Carnival Corporation will introduce measures across the company to improve its financial position
Carnival Corporation is to take additional actions to strengthen its liquidity position during the extended pause to operations caused by the Covid-19 pandemic, with measures including layoffs, furloughs, salary cuts and reduced working hours.
Carnival Corporation was the first operator to stop services for some of its brands, with all of its brands pausing by 13 May. A financing effort last month secured an additional $6.4 billion in liquidity. However, the cruise company will now implement a combination of layoffs, furloughs, reduced work hours and salary reductions across the company, including senior management. The company says that these measures will conserve hundreds of millions of dollars and strengthen its financial position.
“Taking these extremely difficult employee actions involving our highly dedicated workforce is a very tough thing to do,” said Arnold Donald, president and CEO of Carnival Corporation. “Unfortunately, it’s necessary, given the current low level of guest operations, to further endure this pause. We care deeply about all our employees and understanding the impact this is having on so many strengthens our resolve to do everything we can to return to operations when the time is right.”

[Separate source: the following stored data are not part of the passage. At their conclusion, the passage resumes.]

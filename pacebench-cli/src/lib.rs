#![warn(missing_docs)]
//! PaceBench CLI Library
//!
//! This module provides the CLI infrastructure for benchmark binaries.
//! Build a [`Suite`] and hand it to `pacebench::run()` (or
//! `pacebench_cli::run()`) in your main function to get filtering, output
//! formats and baseline regression checks.
//!
//! # Example
//!
//! ```no_run
//! use pacebench_cli::Suite;
//!
//! fn main() -> anyhow::Result<()> {
//!     let mut suite = Suite::new();
//!     suite.bench("vec_push", |runner| {
//!         runner.run(|| {
//!             let mut v = Vec::with_capacity(16);
//!             v.extend(0..16u32);
//!             v
//!         })
//!     });
//!     pacebench_cli::run(suite)
//! }
//! ```

mod baseline;
mod config;
mod executor;
mod planner;
mod suite;

pub use baseline::{apply_baseline_comparison, load_baseline, save_baseline};
pub use config::*;
pub use executor::{
    BenchExecutionResult, Executor, build_report, build_report_meta, execute_comparisons,
};
pub use planner::{ExecutionPlan, PlanFilter, build_plan};
pub use suite::{BenchRoutine, BenchmarkDef, ComparisonDef, Suite};

use anyhow::Context;
use clap::{Parser, Subcommand};
use pacebench_core::BenchmarkOptions;
use pacebench_report::{OutputFormat, Report};
use regex::Regex;
use std::io::Write;
use std::path::PathBuf;
use std::time::Instant;
use tracing::info;
use tracing_subscriber::EnvFilter;

/// PaceBench CLI arguments
#[derive(Parser, Debug)]
#[command(name = "pacebench")]
#[command(author, version, about = "PaceBench - micro-benchmark harness for Rust")]
pub struct Cli {
    /// Optional subcommand (List, Run, Init); defaults to Run
    #[command(subcommand)]
    pub command: Option<Commands>,

    /// Filter benchmarks by regex pattern
    #[arg(default_value = ".*")]
    pub filter: String,

    /// Output format: human, json, csv (defaults to pace.toml, then human)
    #[arg(long)]
    pub format: Option<String>,

    /// Output file (stdout if not specified)
    #[arg(short, long)]
    pub output: Option<PathBuf>,

    /// Run benchmarks for this group only
    #[arg(long)]
    pub group: Option<String>,

    /// Filter by tag
    #[arg(long)]
    pub tag: Option<String>,

    /// Skip benchmarks with this tag
    #[arg(long)]
    pub skip_tag: Option<String>,

    /// Work-unit executions per sample
    #[arg(long, allow_negative_numbers = true)]
    pub iterations: Option<i64>,

    /// Untimed warm-up executions
    #[arg(long, allow_negative_numbers = true)]
    pub warmup: Option<i64>,

    /// Number of samples
    #[arg(long, short = 'n', allow_negative_numbers = true)]
    pub samples: Option<i64>,

    /// Fraction of sorted samples trimmed from each end
    #[arg(long)]
    pub trim: Option<f64>,

    /// Load baseline for comparison
    /// Optionally specify a path; defaults to config or target/pacebench/baseline.json
    #[arg(long)]
    pub baseline: Option<Option<PathBuf>>,

    /// Save benchmark results as baseline JSON
    /// Optionally specify a path; defaults to config or target/pacebench/baseline.json
    #[arg(long)]
    pub save_baseline: Option<Option<PathBuf>>,

    /// Regression threshold percentage
    #[arg(long)]
    pub threshold: Option<f64>,

    /// Verbose output
    #[arg(short, long)]
    pub verbose: bool,

    /// Internal: Absorb cargo bench's --bench flag
    #[arg(long, hide = true)]
    pub bench: bool,
}

/// CLI subcommands
#[derive(Subcommand, Debug, Clone, Copy, PartialEq, Eq)]
pub enum Commands {
    /// List all registered benchmarks
    List,
    /// Run benchmarks (default)
    Run,
    /// Print a default pace.toml
    Init,
}

/// Outcome of a completed `run`
#[derive(Debug)]
pub struct RunOutcome {
    /// Report that was rendered
    pub report: Report,
    /// Regression threshold the baseline comparison used
    pub threshold: f64,
}

impl RunOutcome {
    /// Whether the process should exit with a failure status
    pub fn should_fail(&self) -> bool {
        self.report.summary.failed > 0 || self.report.summary.regressions > 0
    }
}

/// Run the PaceBench CLI with the given suite.
/// This is the main entry point for benchmark binaries.
///
/// # Returns
/// Returns `Ok(())` on success, or an error if something goes wrong. Exits
/// the process with status 1 when benchmarks fail or regress.
pub fn run(suite: Suite) -> anyhow::Result<()> {
    let cli = Cli::parse();
    run_with_cli(cli, suite)
}

/// Run the PaceBench CLI with pre-parsed arguments.
pub fn run_with_cli(cli: Cli, mut suite: Suite) -> anyhow::Result<()> {
    init_tracing(cli.verbose);

    // Discover pace.toml configuration (CLI flags override)
    let config = PaceConfig::discover().unwrap_or_default();

    match cli.command {
        Some(Commands::List) => list_benchmarks(&cli, &suite)?,
        Some(Commands::Init) => print!("{}", PaceConfig::default_toml()),
        Some(Commands::Run) | None => {
            let outcome = run_benchmarks(&cli, &config, &mut suite)?;
            if outcome.should_fail() {
                if outcome.report.summary.failed > 0 {
                    eprintln!("\n{} benchmark(s) failed", outcome.report.summary.failed);
                }
                if outcome.report.summary.regressions > 0 {
                    eprintln!(
                        "\n{} regression(s) detected above {}% threshold",
                        outcome.report.summary.regressions, outcome.threshold
                    );
                }
                std::process::exit(1);
            }
        }
    }

    Ok(())
}

/// Install the global tracing subscriber; `RUST_LOG` takes precedence
fn init_tracing(verbose: bool) {
    let default_filter = if verbose {
        "pacebench=debug"
    } else {
        "pacebench=info"
    };
    let filter =
        EnvFilter::try_from_default_env().unwrap_or_else(|_| EnvFilter::new(default_filter));

    // Already installed when embedded in a host that set its own subscriber
    let _ = tracing_subscriber::fmt()
        .with_env_filter(filter)
        .with_writer(std::io::stderr)
        .try_init();
}

/// Layer CLI flags over the `[runner]` section of `pace.toml`
pub fn build_options(cli: &Cli, config: &PaceConfig) -> BenchmarkOptions {
    let cli_layer = BenchmarkOptions {
        name: None,
        iterations: cli.iterations,
        warmup_iterations: cli.warmup,
        samples: cli.samples,
        trim_fraction: cli.trim,
    };
    config.runner.options().merge(&cli_layer)
}

fn plan_filter<'a>(cli: &'a Cli, pattern: &'a Regex) -> PlanFilter<'a> {
    PlanFilter {
        pattern: Some(pattern),
        group: cli.group.as_deref(),
        tag: cli.tag.as_deref(),
        skip_tag: cli.skip_tag.as_deref(),
    }
}

fn compile_filter(cli: &Cli) -> anyhow::Result<Regex> {
    Regex::new(&cli.filter).with_context(|| format!("invalid filter pattern '{}'", cli.filter))
}

fn list_benchmarks(cli: &Cli, suite: &Suite) -> anyhow::Result<()> {
    println!("PaceBench Plan:");

    let pattern = compile_filter(cli)?;
    let plan = build_plan(suite.benchmarks(), &plan_filter(cli, &pattern));

    let mut groups: std::collections::BTreeMap<&str, Vec<&BenchmarkDef>> =
        std::collections::BTreeMap::new();
    for &bench in &plan.benchmarks {
        groups.entry(bench.group.as_str()).or_default().push(bench);
    }

    let mut total = 0;
    for (group, benches) in &groups {
        println!("├── group: {}", group);
        for bench in benches {
            let tags = if bench.tags.is_empty() {
                String::new()
            } else {
                format!(" [{}]", bench.tags.join(", "))
            };
            println!("│   ├── {}{}", bench.id, tags);
            total += 1;
        }
    }

    println!("{} benchmarks found.", total);

    // Show all available tags across the entire suite (not just filtered results)
    let mut tag_counts: std::collections::BTreeMap<&str, usize> =
        std::collections::BTreeMap::new();
    for bench in suite.benchmarks() {
        for tag in &bench.tags {
            *tag_counts.entry(tag.as_str()).or_default() += 1;
        }
    }
    if !tag_counts.is_empty() {
        let tags_display: Vec<String> = tag_counts
            .iter()
            .map(|(tag, count)| format!("{} ({})", tag, count))
            .collect();
        println!("Tags: {}", tags_display.join(", "));
    }

    if !suite.comparisons().is_empty() {
        println!("Comparisons:");
        for cmp in suite.comparisons() {
            println!("  {}: {} vs {}", cmp.id, cmp.candidate, cmp.baseline);
        }
    }

    Ok(())
}

/// Execute the selected benchmarks, render the report and handle baselines
pub fn run_benchmarks(
    cli: &Cli,
    config: &PaceConfig,
    suite: &mut Suite,
) -> anyhow::Result<RunOutcome> {
    let format: OutputFormat = cli
        .format
        .as_deref()
        .unwrap_or(&config.output.format)
        .parse()
        .map_err(anyhow::Error::msg)?;

    let threshold = cli.threshold.unwrap_or(config.ci.regression_threshold);
    if !threshold.is_finite() || threshold < 0.0 {
        anyhow::bail!(
            "regression threshold must be a non-negative number, got {}",
            threshold
        );
    }

    // Reject a bad global layer before anything runs
    let options = build_options(cli, config);
    options
        .resolve()
        .context("invalid benchmark configuration")?;

    let pattern = compile_filter(cli)?;
    let comparisons = suite.comparisons().to_vec();
    let all_tags: std::collections::BTreeSet<String> = suite
        .benchmarks()
        .iter()
        .flat_map(|b| b.tags.iter().cloned())
        .collect();

    let plan = build_plan(suite.benchmarks_mut().iter_mut(), &plan_filter(cli, &pattern));

    if plan.benchmarks.is_empty() {
        // If filtering by tag and no matches, check if the tag exists at all
        if let Some(ref tag) = cli.tag {
            if !all_tags.contains(tag) {
                let available: Vec<&str> = all_tags.iter().map(String::as_str).collect();
                eprintln!(
                    "Warning: tag '{}' not found. Available tags: {}",
                    tag,
                    available.join(", ")
                );
            }
        }
        println!("No benchmarks found.");
        let report = build_report(Vec::new(), &[], 0.0);
        return Ok(RunOutcome { report, threshold });
    }

    info!(benchmarks = plan.benchmarks.len(), "running benchmarks");
    eprintln!("Running {} benchmarks...\n", plan.benchmarks.len());

    let start_time = Instant::now();
    let results = Executor::new(options).execute(plan.benchmarks);

    let total_duration_ms = start_time.elapsed().as_secs_f64() * 1000.0;
    let mut report = build_report(results, &comparisons, total_duration_ms);

    // Load and apply baseline comparison if --baseline was passed
    if let Some(baseline_path) = resolve_baseline_path(&cli.baseline, config) {
        if baseline_path.exists() {
            match load_baseline(&baseline_path) {
                Ok(baseline) => apply_baseline_comparison(&mut report, &baseline, threshold),
                Err(e) => eprintln!("Warning: {:#}", e),
            }
        } else {
            eprintln!(
                "Warning: baseline file not found: {}",
                baseline_path.display()
            );
        }
    }

    let output = format.render(&report)?;

    if let Some(ref path) = cli.output {
        let mut file = std::fs::File::create(path)
            .with_context(|| format!("failed to create {}", path.display()))?;
        file.write_all(output.as_bytes())?;
        eprintln!("Report written to: {}", path.display());
    } else {
        print!("{}", output);
    }

    save_baseline_if_needed(cli, config, &report)?;

    Ok(RunOutcome { report, threshold })
}

/// Save the report as a baseline JSON file if configured.
fn save_baseline_if_needed(
    cli: &Cli,
    config: &PaceConfig,
    report: &Report,
) -> anyhow::Result<()> {
    // Determine if we should save: CLI --save-baseline flag or config.output.save_baseline
    let should_save = cli.save_baseline.is_some() || config.output.save_baseline;
    if !should_save {
        return Ok(());
    }

    // Resolve path: CLI value > config value > default
    let path = cli
        .save_baseline
        .as_ref()
        .and_then(|opt| opt.clone())
        .unwrap_or_else(|| config.output.baseline_path_or_default());

    save_baseline(&path, report)?;
    eprintln!("Baseline saved to: {}", path.display());

    Ok(())
}

/// Resolve baseline path from CLI flag, config, or default.
///
/// - `Some(Some(path))`: explicit path from `--baseline /path/to/file`
/// - `Some(None)`: `--baseline` with no value, use config or default
/// - `None`: flag not passed at all
fn resolve_baseline_path(
    cli_baseline: &Option<Option<PathBuf>>,
    config: &PaceConfig,
) -> Option<PathBuf> {
    match cli_baseline {
        Some(Some(path)) => Some(path.clone()),
        Some(None) => Some(config.output.baseline_path_or_default()),
        None => None,
    }
}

Carnival continues to pay commissions to its travel agent partners on cancelled cruises and is working to repatriate thousands of its crew members stuck on its ships to their home countries, chartering flights and rerouting ships to ports that they would not have otherwise sailed to. The cruise company is also working with governments, regulatory agencies, and health experts around the world to develop protocols to address Covid-19 when guest operations resume.
"We also want to thank our guests for their many thoughtful notes and overall outpouring of support,” said Donald. “It's also encouraging to note that the majority of guests affected by our schedule changes want to sail with us at a later date, with fewer than 38 per cent requesting refunds to date. We plan to stagger fleet re-entry to optimise demand and operating performance over time.”